◆ MATERIAL SHOWN:
────────────────────────────────────────

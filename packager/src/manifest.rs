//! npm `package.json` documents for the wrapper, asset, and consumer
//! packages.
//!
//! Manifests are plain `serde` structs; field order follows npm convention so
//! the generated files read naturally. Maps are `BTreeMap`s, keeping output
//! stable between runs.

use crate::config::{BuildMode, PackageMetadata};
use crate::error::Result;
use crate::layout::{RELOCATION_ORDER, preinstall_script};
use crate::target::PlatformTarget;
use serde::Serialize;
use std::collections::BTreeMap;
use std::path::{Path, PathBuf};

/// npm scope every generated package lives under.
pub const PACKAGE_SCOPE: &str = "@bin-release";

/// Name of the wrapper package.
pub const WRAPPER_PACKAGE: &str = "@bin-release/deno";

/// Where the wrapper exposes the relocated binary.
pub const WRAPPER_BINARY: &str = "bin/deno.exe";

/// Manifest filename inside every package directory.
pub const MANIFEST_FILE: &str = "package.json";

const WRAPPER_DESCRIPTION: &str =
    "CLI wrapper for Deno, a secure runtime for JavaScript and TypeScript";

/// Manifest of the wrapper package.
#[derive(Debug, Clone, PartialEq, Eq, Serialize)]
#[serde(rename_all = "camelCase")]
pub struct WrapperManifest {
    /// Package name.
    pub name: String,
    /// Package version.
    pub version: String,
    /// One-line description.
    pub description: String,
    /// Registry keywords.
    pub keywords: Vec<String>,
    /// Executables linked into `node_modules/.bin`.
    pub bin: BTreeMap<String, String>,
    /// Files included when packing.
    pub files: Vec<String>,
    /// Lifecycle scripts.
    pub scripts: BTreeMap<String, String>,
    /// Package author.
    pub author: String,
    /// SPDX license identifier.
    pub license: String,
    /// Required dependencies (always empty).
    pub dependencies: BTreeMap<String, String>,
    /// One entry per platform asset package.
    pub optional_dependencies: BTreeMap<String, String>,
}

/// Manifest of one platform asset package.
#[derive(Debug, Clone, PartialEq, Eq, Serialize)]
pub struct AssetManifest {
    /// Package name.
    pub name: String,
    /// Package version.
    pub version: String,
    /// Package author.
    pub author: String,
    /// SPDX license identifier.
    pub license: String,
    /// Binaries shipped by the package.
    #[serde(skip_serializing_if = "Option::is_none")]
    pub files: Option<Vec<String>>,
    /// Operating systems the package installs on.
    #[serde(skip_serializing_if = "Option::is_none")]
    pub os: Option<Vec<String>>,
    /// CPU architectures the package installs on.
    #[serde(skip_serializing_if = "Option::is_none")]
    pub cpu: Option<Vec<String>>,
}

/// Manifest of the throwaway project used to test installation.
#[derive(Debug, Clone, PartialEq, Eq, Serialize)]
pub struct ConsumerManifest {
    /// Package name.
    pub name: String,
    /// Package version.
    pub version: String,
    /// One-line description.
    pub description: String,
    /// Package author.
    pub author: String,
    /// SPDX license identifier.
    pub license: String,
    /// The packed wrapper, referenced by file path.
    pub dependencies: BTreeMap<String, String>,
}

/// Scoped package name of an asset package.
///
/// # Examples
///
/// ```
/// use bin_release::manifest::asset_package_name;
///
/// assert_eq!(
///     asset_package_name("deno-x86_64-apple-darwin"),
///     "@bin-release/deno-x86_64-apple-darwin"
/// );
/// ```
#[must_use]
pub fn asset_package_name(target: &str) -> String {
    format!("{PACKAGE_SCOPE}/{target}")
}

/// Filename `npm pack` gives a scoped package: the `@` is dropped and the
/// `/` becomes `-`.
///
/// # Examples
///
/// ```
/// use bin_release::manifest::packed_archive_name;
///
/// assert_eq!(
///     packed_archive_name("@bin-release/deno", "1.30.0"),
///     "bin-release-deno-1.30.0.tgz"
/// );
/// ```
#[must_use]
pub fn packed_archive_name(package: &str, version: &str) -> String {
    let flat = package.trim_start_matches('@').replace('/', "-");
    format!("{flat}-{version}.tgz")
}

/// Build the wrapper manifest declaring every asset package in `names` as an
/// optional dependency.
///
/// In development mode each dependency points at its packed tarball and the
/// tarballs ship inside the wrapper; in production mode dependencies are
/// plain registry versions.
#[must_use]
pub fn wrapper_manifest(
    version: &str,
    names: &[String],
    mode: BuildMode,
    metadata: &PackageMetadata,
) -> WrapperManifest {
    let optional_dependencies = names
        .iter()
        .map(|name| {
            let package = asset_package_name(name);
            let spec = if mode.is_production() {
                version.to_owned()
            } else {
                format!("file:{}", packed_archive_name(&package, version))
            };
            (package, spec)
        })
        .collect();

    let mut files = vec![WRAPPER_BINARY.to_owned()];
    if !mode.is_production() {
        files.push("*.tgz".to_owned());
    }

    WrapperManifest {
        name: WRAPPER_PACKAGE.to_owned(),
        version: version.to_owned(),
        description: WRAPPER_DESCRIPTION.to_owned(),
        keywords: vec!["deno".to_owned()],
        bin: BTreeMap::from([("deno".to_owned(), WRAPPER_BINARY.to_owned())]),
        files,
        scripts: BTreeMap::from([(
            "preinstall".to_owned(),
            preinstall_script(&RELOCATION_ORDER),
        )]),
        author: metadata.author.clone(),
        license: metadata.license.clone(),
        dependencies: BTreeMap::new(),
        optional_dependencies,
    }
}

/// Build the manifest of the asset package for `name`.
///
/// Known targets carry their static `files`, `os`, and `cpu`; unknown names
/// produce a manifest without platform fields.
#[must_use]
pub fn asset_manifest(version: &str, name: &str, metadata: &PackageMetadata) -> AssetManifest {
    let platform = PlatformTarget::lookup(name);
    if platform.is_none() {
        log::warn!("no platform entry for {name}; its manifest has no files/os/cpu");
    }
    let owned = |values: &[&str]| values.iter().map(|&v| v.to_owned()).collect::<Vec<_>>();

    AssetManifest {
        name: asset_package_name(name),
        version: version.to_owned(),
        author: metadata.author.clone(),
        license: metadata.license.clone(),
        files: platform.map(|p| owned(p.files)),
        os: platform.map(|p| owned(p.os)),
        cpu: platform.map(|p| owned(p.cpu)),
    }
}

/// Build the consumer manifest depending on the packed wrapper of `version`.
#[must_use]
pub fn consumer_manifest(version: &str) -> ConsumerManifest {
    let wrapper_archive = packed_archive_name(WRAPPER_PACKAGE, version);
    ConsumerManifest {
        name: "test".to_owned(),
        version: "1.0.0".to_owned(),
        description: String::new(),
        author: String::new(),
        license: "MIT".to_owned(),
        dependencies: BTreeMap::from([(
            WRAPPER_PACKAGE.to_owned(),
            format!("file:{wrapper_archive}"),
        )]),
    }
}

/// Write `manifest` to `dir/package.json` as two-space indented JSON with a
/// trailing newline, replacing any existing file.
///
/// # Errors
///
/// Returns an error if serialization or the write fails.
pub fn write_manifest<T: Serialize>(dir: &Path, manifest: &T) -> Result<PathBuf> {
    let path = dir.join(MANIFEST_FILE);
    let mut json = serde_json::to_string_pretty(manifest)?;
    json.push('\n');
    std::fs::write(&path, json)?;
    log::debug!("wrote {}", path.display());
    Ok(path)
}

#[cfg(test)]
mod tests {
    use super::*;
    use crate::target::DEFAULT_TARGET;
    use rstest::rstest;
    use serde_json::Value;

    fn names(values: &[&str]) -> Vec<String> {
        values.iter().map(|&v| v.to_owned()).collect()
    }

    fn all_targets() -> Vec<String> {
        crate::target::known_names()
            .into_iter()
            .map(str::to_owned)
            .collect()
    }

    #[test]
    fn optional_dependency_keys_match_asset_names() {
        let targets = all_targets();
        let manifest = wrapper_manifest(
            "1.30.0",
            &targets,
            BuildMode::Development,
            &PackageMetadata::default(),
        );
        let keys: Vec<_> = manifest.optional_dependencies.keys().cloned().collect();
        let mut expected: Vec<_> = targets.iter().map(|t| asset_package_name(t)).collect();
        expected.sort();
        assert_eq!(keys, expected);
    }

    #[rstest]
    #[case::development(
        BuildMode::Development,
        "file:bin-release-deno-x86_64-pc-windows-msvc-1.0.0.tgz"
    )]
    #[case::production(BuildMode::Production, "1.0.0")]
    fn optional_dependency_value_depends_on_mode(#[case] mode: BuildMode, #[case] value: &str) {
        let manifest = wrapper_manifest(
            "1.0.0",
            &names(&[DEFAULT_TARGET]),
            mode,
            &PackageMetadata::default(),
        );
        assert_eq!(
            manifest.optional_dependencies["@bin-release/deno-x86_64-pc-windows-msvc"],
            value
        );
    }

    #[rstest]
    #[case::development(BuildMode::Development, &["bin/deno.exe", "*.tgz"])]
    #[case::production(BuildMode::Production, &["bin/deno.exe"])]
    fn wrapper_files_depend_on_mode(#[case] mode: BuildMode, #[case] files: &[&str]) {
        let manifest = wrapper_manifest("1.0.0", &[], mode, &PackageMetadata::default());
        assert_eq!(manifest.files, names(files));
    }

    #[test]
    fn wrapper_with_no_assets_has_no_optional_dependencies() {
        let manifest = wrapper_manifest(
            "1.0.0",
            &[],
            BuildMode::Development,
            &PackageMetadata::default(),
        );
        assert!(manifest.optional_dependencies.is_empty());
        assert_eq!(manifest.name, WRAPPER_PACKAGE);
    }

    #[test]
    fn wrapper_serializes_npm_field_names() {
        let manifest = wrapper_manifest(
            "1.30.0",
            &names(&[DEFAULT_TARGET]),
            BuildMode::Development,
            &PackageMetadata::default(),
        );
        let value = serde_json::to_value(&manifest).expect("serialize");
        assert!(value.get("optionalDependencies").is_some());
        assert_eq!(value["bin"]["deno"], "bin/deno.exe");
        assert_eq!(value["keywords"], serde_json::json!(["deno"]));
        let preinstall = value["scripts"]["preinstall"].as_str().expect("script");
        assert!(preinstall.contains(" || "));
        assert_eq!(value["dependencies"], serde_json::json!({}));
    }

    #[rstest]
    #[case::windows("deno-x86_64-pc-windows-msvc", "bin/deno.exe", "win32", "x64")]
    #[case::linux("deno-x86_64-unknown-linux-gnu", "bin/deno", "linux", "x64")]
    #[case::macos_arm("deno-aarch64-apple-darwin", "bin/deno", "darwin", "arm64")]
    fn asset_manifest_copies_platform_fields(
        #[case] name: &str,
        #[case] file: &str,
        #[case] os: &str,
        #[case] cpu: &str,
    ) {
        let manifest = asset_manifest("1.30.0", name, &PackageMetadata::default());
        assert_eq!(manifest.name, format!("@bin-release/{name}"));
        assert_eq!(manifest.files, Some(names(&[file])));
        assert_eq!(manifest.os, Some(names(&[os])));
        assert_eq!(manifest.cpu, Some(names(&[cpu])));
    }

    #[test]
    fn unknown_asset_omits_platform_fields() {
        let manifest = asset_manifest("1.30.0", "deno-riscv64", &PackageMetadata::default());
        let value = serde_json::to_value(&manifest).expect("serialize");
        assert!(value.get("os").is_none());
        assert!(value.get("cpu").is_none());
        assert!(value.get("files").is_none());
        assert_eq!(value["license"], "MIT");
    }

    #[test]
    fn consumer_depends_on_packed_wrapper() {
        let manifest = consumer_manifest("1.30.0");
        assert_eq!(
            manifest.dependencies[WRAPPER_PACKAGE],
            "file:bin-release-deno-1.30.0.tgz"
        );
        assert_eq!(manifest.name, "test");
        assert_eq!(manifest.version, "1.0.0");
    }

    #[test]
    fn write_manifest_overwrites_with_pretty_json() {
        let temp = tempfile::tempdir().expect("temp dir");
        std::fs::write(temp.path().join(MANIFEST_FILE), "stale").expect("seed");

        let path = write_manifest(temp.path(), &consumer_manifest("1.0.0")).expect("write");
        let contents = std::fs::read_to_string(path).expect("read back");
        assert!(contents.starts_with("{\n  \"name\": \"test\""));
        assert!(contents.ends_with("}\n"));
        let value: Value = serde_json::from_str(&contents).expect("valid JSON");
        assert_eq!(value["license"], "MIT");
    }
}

────────────────────────────────────────

◆ EXERCISE BRIEF:
Using the records above, list each line that includes "expected".

◆ SOLUTION BELOW:
        let mut expected: Vec<_> = targets.iter().map(|t| asset_package_name(t)).collect();
        expected.sort();
        assert_eq!(keys, expected);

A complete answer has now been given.